[Stored items]
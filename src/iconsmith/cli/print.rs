use chrono::{DateTime, Utc};
use colored::Colorize;
use iconsmith::api::{CmdMessage, MessageLevel, VariantOutcome, VariantStatus};
use iconsmith::error::IconError;
use iconsmith::model::Artifact;
use timeago::Formatter;
use unicode_width::{UnicodeWidthChar, UnicodeWidthStr};

const LINE_WIDTH: usize = 100;
const TIME_WIDTH: usize = 14;
const INDEX_WIDTH: usize = 4;
const RETRIED_MARKER: &str = "↻";

pub(super) fn print_messages(messages: &[CmdMessage]) {
    for message in messages {
        match message.level {
            MessageLevel::Info => println!("{}", message.content.dimmed()),
            MessageLevel::Success => println!("{}", message.content.green()),
            MessageLevel::Warning => println!("{}", message.content.yellow()),
            MessageLevel::Error => println!("{}", message.content.red()),
        }
    }
}

/// Invocation-level failures go to stderr, tagged with their kind.
pub(crate) fn print_error(err: &IconError) {
    eprintln!("{} {}", format!("Error [{}]:", err.kind()).red().bold(), err);
}

pub(super) fn print_outcomes(outcomes: &[VariantOutcome]) {
    for outcome in outcomes {
        let label = format!("v{}", outcome.variant_index);
        let retried = if outcome.retried {
            " (retried)".dimmed().to_string()
        } else {
            String::new()
        };
        match &outcome.status {
            VariantStatus::Accepted(artifact) => println!(
                "  {} {} {}{}",
                label.yellow(),
                "✓".green(),
                artifact.image_path.display(),
                retried
            ),
            VariantStatus::Failed {
                kind,
                message,
                violations,
            } => {
                println!(
                    "  {} {} {}{}",
                    label.yellow(),
                    "✗".red(),
                    format!("[{kind}]").red(),
                    retried
                );
                if violations.is_empty() {
                    println!("      {}", message);
                }
                for violation in violations {
                    println!("      - {}", violation);
                }
            }
        }
    }
}

pub(super) fn print_artifacts(artifacts: &[Artifact]) {
    if artifacts.is_empty() {
        println!("No icons found.");
        return;
    }

    for (i, artifact) in artifacts.iter().enumerate() {
        let line = ArtifactLine::new(i + 1, artifact);
        println!(
            "{}{}{}{}{}",
            line.index.yellow(),
            line.body,
            " ".repeat(line.padding),
            line.marker.cyan(),
            line.time.dimmed()
        );
    }
}

/// One listing row, split so colors can be applied per column.
struct ArtifactLine {
    index: String,
    body: String,
    padding: usize,
    marker: String,
    time: String,
}

impl ArtifactLine {
    fn new(position: usize, artifact: &Artifact) -> Self {
        let index = format!("{:>width$}. ", position, width = INDEX_WIDTH - 2);
        let marker = if artifact.metadata.retried {
            format!("{RETRIED_MARKER} ")
        } else {
            "  ".to_string()
        };
        let time = format_time_ago(artifact.metadata.created_at);

        let available = LINE_WIDTH
            .saturating_sub(index.width())
            .saturating_sub(marker.width())
            .saturating_sub(TIME_WIDTH);
        let full = format!(
            "{}  {}",
            artifact.base_name, artifact.metadata.description
        );
        let body = if full.width() > available {
            truncate_to_width(&full, available)
        } else {
            full
        };
        let padding = available.saturating_sub(body.width());

        Self {
            index,
            body,
            padding,
            marker,
            time,
        }
    }

    #[cfg(test)]
    fn plain(&self) -> String {
        format!(
            "{}{}{}{}{}",
            self.index,
            self.body,
            " ".repeat(self.padding),
            self.marker,
            self.time
        )
    }
}

fn truncate_to_width(s: &str, max_width: usize) -> String {
    let mut result = String::new();
    let mut current_width = 0;
    let limit = max_width.saturating_sub(1);

    for c in s.chars() {
        let char_width = c.width().unwrap_or(0);
        if current_width + char_width > limit {
            result.push('…');
            return result;
        }
        result.push(c);
        current_width += char_width;
    }

    result
}

fn format_time_ago(timestamp: DateTime<Utc>) -> String {
    let duration = Utc::now().signed_duration_since(timestamp);
    let time_str = Formatter::new().convert(duration.to_std().unwrap_or_default());
    format!("{:>width$}", time_str, width = TIME_WIDTH)
}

What you will do:
Above are the records; copy every line in them that holds the word "content".

Task answer:
            MessageLevel::Info => println!("{}", message.content.dimmed()),
            MessageLevel::Success => println!("{}", message.content.green()),
            MessageLevel::Warning => println!("{}", message.content.yellow()),
            MessageLevel::Error => println!("{}", message.content.red()),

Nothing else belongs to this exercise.